#### [HOW TO COMPLETE THIS TASK]
All of the entries need to be set down exactly as they read.
::::
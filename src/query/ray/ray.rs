//! Traits and structure needed to cast rays.

use crate::math::{Point, Real, Vector};

/// A ray for ray-casting queries.
///
/// A ray is a half-infinite line starting at an origin point and extending in
/// a direction. The direction does not need to be normalized; when it is, the
/// cast parameter `t` measures actual distance along the ray.
///
/// A zero direction component makes the ray axis-parallel on that slab; a
/// fully zero direction is accepted and handled mechanically by the casting
/// code (the ray degenerates to its origin point).
#[derive(Debug, Clone, Copy, PartialEq)]
#[cfg_attr(feature = "serde", derive(Serialize, Deserialize))]
pub struct Ray {
    /// Starting point of the ray.
    pub origin: Point<Real>,
    /// Direction of the ray. Does not need to be normalized.
    pub dir: Vector<Real>,
}

impl Ray {
    /// Creates a new ray from an origin point and a direction vector.
    #[inline]
    pub fn new(origin: Point<Real>, dir: Vector<Real>) -> Ray {
        Ray { origin, dir }
    }

    /// Translates this ray by the given vector. Its direction is left unchanged.
    #[inline]
    pub fn translate_by(&self, v: Vector<Real>) -> Ray {
        Ray::new(self.origin + v, self.dir)
    }

    /// Computes the point at parameter `t`: `origin + dir * t`.
    ///
    /// ```rust
    /// use voxelmath::query::Ray;
    /// use voxelmath::na::{Point3, Vector3};
    ///
    /// let ray = Ray::new(Point3::origin(), Vector3::new(1.0, 0.0, 0.0));
    /// assert_eq!(ray.point_at(5.0), Point3::new(5.0, 0.0, 0.0));
    /// ```
    #[inline]
    pub fn point_at(&self, t: Real) -> Point<Real> {
        self.origin + self.dir * t
    }
}

/// Traits of objects which can be tested for intersection with a ray.
pub trait RayCast {
    /// Computes the smallest non-negative parameter `t` at which `ray` hits
    /// the boundary of this object, or `None` if there is no hit within
    /// `[0, max_toi]`.
    ///
    /// The cast is solid: a ray starting inside the object hits immediately
    /// at `t = 0`.
    fn cast_local_ray(&self, ray: &Ray, max_toi: Real) -> Option<Real>;

    /// Tests whether `ray` hits this object within `[0, max_toi]`.
    #[inline]
    fn intersects_local_ray(&self, ray: &Ray, max_toi: Real) -> bool {
        self.cast_local_ray(ray, max_toi).is_some()
    }
}
//! Various unsorted numerical utilities.

pub use self::coord_hash::{hash_cell, hash_cell_xyz};

mod coord_hash;
//! Bijective mapping between 2D grid coordinates and flat buffer offsets.

use crate::math::{Point2, Vector2};

/// The iteration order used by a [`FlatIndex2d`] to linearize coordinates.
///
/// Only the two axis-major orders exist, so the injectable encode/decode
/// strategy is a plain enum rather than a pair of function pointers.
#[derive(Copy, Clone, Debug, PartialEq, Eq, Default)]
#[cfg_attr(feature = "serde", derive(Serialize, Deserialize))]
pub enum FlatIndexOrder {
    /// Row-major: `index = x + y * width`, `x` varies fastest.
    #[default]
    XFirst,
    /// Column-major: `index = y + x * height`, `y` varies fastest.
    YFirst,
}

impl FlatIndexOrder {
    #[inline]
    fn encode(self, coord: Point2<u32>, bounds: Vector2<u32>) -> u64 {
        match self {
            FlatIndexOrder::XFirst => coord.x as u64 + coord.y as u64 * bounds.x as u64,
            FlatIndexOrder::YFirst => coord.y as u64 + coord.x as u64 * bounds.y as u64,
        }
    }

    #[inline]
    fn decode(self, index: u64, bounds: Vector2<u32>) -> Point2<u32> {
        match self {
            FlatIndexOrder::XFirst => {
                let width = bounds.x as u64;
                Point2::new((index % width) as u32, (index / width) as u32)
            }
            FlatIndexOrder::YFirst => {
                let height = bounds.y as u64;
                Point2::new((index / height) as u32, (index % height) as u32)
            }
        }
    }
}

/// A bijective mapping between 2D grid coordinates and offsets into a flat
/// buffer of `width * height` cells.
///
/// For every coordinate inside the current bounds,
/// `coord_of(index_of(coord)) == coord`. Coordinates outside the bounds
/// encode without panicking but land outside the conceptual rectangle;
/// bounds-checking against [`FlatIndex2d::len`] is the caller's job.
///
/// The index itself never owns or resizes any buffer: [`FlatIndex2d::set_bounds`]
/// only affects future calls, and re-sizing storage that was allocated for the
/// old bounds is up to the caller.
///
/// # Example
///
/// ```rust
/// use voxelmath::grid::FlatIndex2d;
/// use voxelmath::na::Point2;
///
/// let mut index = FlatIndex2d::xy_order();
/// index.set_bounds(16, 16);
///
/// let i = index.index_of(Point2::new(3, 5));
/// assert_eq!(i, 3 + 5 * 16);
/// assert_eq!(index.coord_of(i), Point2::new(3, 5));
/// ```
#[derive(Copy, Clone, Debug, PartialEq, Eq)]
#[cfg_attr(feature = "serde", derive(Serialize, Deserialize))]
pub struct FlatIndex2d {
    bounds: Vector2<u32>,
    order: FlatIndexOrder,
}

impl FlatIndex2d {
    /// A flat index using the default row-major [`FlatIndexOrder::XFirst`]
    /// order, with 1x1 bounds.
    #[inline]
    pub fn xy_order() -> FlatIndex2d {
        FlatIndex2d::with_order(FlatIndexOrder::XFirst)
    }

    /// A flat index using the given iteration order, with 1x1 bounds.
    #[inline]
    pub fn with_order(order: FlatIndexOrder) -> FlatIndex2d {
        FlatIndex2d {
            bounds: Vector2::new(1, 1),
            order,
        }
    }

    /// The linear offset of `coord` under the current bounds.
    #[inline]
    pub fn index_of(&self, coord: Point2<u32>) -> u64 {
        self.order.encode(coord, self.bounds)
    }

    /// The linear offset of `(x, y)` under the current bounds.
    #[inline]
    pub fn index_of_xy(&self, x: u32, y: u32) -> u64 {
        self.index_of(Point2::new(x, y))
    }

    /// The coordinate whose linear offset is `index`.
    ///
    /// Decoding divides by the grid extent, so calling this with zero-width
    /// bounds (zero-height for [`FlatIndexOrder::YFirst`]) is a contract
    /// violation and panics on the integer division.
    #[inline]
    pub fn coord_of(&self, index: u64) -> Point2<u32> {
        self.order.decode(index, self.bounds)
    }

    /// Replaces the grid extent. Takes effect on the next call; previously
    /// computed indices keep their old meaning.
    #[inline]
    pub fn set_bounds(&mut self, width: u32, height: u32) {
        if width == 0 || height == 0 {
            log::warn!(
                "flat 2d index bounds set to {}x{}; decoding indices is undefined for \
                 zero-sized bounds",
                width,
                height
            );
        }

        self.bounds = Vector2::new(width, height);
    }

    /// The current grid extent.
    #[inline]
    pub fn bounds(&self) -> Vector2<u32> {
        self.bounds
    }

    /// The number of cells addressed by the current bounds.
    #[inline]
    pub fn len(&self) -> u64 {
        self.bounds.x as u64 * self.bounds.y as u64
    }

    /// Whether the current bounds address no cell at all.
    #[inline]
    pub fn is_empty(&self) -> bool {
        self.len() == 0
    }

    /// The iteration order fixed at construction.
    #[inline]
    pub fn order(&self) -> FlatIndexOrder {
        self.order
    }
}

impl Default for FlatIndex2d {
    #[inline]
    fn default() -> FlatIndex2d {
        FlatIndex2d::xy_order()
    }
}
::::
#### [RESPONSE AREA]
filename src/query/ray/ray.rs
//! Traits and structure needed to cast rays.

use crate::math::{Point, Real, Vector};

/// A ray for ray-casting queries.
///
/// A ray is a half-infinite line starting at an origin point and extending in
/// a direction. The direction does not need to be normalized; when it is, the
/// cast parameter `t` measures actual distance along the ray.
///
/// A zero direction component makes the ray axis-parallel on that slab; a
/// fully zero direction is accepted and handled mechanically by the casting
/// code (the ray degenerates to its origin point).
#[derive(Debug, Clone, Copy, PartialEq)]
#[cfg_attr(feature = "serde", derive(Serialize, Deserialize))]
pub struct Ray {
    /// Starting point of the ray.
    pub origin: Point<Real>,
    /// Direction of the ray. Does not need to be normalized.
    pub dir: Vector<Real>,
}

impl Ray {
    /// Creates a new ray from an origin point and a direction vector.
    #[inline]
    pub fn new(origin: Point<Real>, dir: Vector<Real>) -> Ray {
        Ray { origin, dir }
    }

    /// Translates this ray by the given vector. Its direction is left unchanged.
    #[inline]
    pub fn translate_by(&self, v: Vector<Real>) -> Ray {
        Ray::new(self.origin + v, self.dir)
    }

    /// Computes the point at parameter `t`: `origin + dir * t`.
    ///
    /// ```rust
    /// use voxelmath::query::Ray;
    /// use voxelmath::na::{Point3, Vector3};
    ///
    /// let ray = Ray::new(Point3::origin(), Vector3::new(1.0, 0.0, 0.0));
    /// assert_eq!(ray.point_at(5.0), Point3::new(5.0, 0.0, 0.0));
    /// ```
    #[inline]
    pub fn point_at(&self, t: Real) -> Point<Real> {
        self.origin + self.dir * t
    }
}

/// Traits of objects which can be tested for intersection with a ray.
pub trait RayCast {
    /// Computes the smallest non-negative parameter `t` at which `ray` hits
    /// the boundary of this object, or `None` if there is no hit within
    /// `[0, max_toi]`.
    ///
    /// The cast is solid: a ray starting inside the object hits immediately
    /// at `t = 0`.
    fn cast_local_ray(&self, ray: &Ray, max_toi: Real) -> Option<Real>;

    /// Tests whether `ray` hits this object within `[0, max_toi]`.
    #[inline]
    fn intersects_local_ray(&self, ray: &Ray, max_toi: Real) -> bool {
        self.cast_local_ray(ray, max_toi).is_some()
    }
}
//! Various unsorted numerical utilities.

pub use self::coord_hash::{hash_cell, hash_cell_xyz};

mod coord_hash;
//! Bijective mapping between 2D grid coordinates and flat buffer offsets.

use crate::math::{Point2, Vector2};

/// The iteration order used by a [`FlatIndex2d`] to linearize coordinates.
///
/// Only the two axis-major orders exist, so the injectable encode/decode
/// strategy is a plain enum rather than a pair of function pointers.
#[derive(Copy, Clone, Debug, PartialEq, Eq, Default)]
#[cfg_attr(feature = "serde", derive(Serialize, Deserialize))]
pub enum FlatIndexOrder {
    /// Row-major: `index = x + y * width`, `x` varies fastest.
    #[default]
    XFirst,
    /// Column-major: `index = y + x * height`, `y` varies fastest.
    YFirst,
}

impl FlatIndexOrder {
    #[inline]
    fn encode(self, coord: Point2<u32>, bounds: Vector2<u32>) -> u64 {
        match self {
            FlatIndexOrder::XFirst => coord.x as u64 + coord.y as u64 * bounds.x as u64,
            FlatIndexOrder::YFirst => coord.y as u64 + coord.x as u64 * bounds.y as u64,
        }
    }

    #[inline]
    fn decode(self, index: u64, bounds: Vector2<u32>) -> Point2<u32> {
        match self {
            FlatIndexOrder::XFirst => {
                let width = bounds.x as u64;
                Point2::new((index % width) as u32, (index / width) as u32)
            }
            FlatIndexOrder::YFirst => {
                let height = bounds.y as u64;
                Point2::new((index / height) as u32, (index % height) as u32)
            }
        }
    }
}

/// A bijective mapping between 2D grid coordinates and offsets into a flat
/// buffer of `width * height` cells.
///
/// For every coordinate inside the current bounds,
/// `coord_of(index_of(coord)) == coord`. Coordinates outside the bounds
/// encode without panicking but land outside the conceptual rectangle;
/// bounds-checking against [`FlatIndex2d::len`] is the caller's job.
///
/// The index itself never owns or resizes any buffer: [`FlatIndex2d::set_bounds`]
/// only affects future calls, and re-sizing storage that was allocated for the
/// old bounds is up to the caller.
///
/// # Example
///
/// ```rust
/// use voxelmath::grid::FlatIndex2d;
/// use voxelmath::na::Point2;
///
/// let mut index = FlatIndex2d::xy_order();
/// index.set_bounds(16, 16);
///
/// let i = index.index_of(Point2::new(3, 5));
/// assert_eq!(i, 3 + 5 * 16);
/// assert_eq!(index.coord_of(i), Point2::new(3, 5));
/// ```
#[derive(Copy, Clone, Debug, PartialEq, Eq)]
#[cfg_attr(feature = "serde", derive(Serialize, Deserialize))]
pub struct FlatIndex2d {
    bounds: Vector2<u32>,
    order: FlatIndexOrder,
}

impl FlatIndex2d {
    /// A flat index using the default row-major [`FlatIndexOrder::XFirst`]
    /// order, with 1x1 bounds.
    #[inline]
    pub fn xy_order() -> FlatIndex2d {
        FlatIndex2d::with_order(FlatIndexOrder::XFirst)
    }

    /// A flat index using the given iteration order, with 1x1 bounds.
    #[inline]
    pub fn with_order(order: FlatIndexOrder) -> FlatIndex2d {
        FlatIndex2d {
            bounds: Vector2::new(1, 1),
            order,
        }
    }

    /// The linear offset of `coord` under the current bounds.
    #[inline]
    pub fn index_of(&self, coord: Point2<u32>) -> u64 {
        self.order.encode(coord, self.bounds)
    }

    /// The linear offset of `(x, y)` under the current bounds.
    #[inline]
    pub fn index_of_xy(&self, x: u32, y: u32) -> u64 {
        self.index_of(Point2::new(x, y))
    }

    /// The coordinate whose linear offset is `index`.
    ///
    /// Decoding divides by the grid extent, so calling this with zero-width
    /// bounds (zero-height for [`FlatIndexOrder::YFirst`]) is a contract
    /// violation and panics on the integer division.
    #[inline]
    pub fn coord_of(&self, index: u64) -> Point2<u32> {
        self.order.decode(index, self.bounds)
    }

    /// Replaces the grid extent. Takes effect on the next call; previously
    /// computed indices keep their old meaning.
    #[inline]
    pub fn set_bounds(&mut self, width: u32, height: u32) {
        if width == 0 || height == 0 {
            log::warn!(
                "flat 2d index bounds set to {}x{}; decoding indices is undefined for \
                 zero-sized bounds",
                width,
                height
            );
        }

        self.bounds = Vector2::new(width, height);
    }

    /// The current grid extent.
    #[inline]
    pub fn bounds(&self) -> Vector2<u32> {
        self.bounds
    }

    /// The number of cells addressed by the current bounds.
    #[inline]
    pub fn len(&self) -> u64 {
        self.bounds.x as u64 * self.bounds.y as u64
    }

    /// Whether the current bounds address no cell at all.
    #[inline]
    pub fn is_empty(&self) -> bool {
        self.len() == 0
    }

    /// The iteration order fixed at construction.
    #[inline]
    pub fn order(&self) -> FlatIndexOrder {
        self.order
    }
}

impl Default for FlatIndex2d {
    #[inline]
    fn default() -> FlatIndex2d {
        FlatIndex2d::xy_order()
    }
}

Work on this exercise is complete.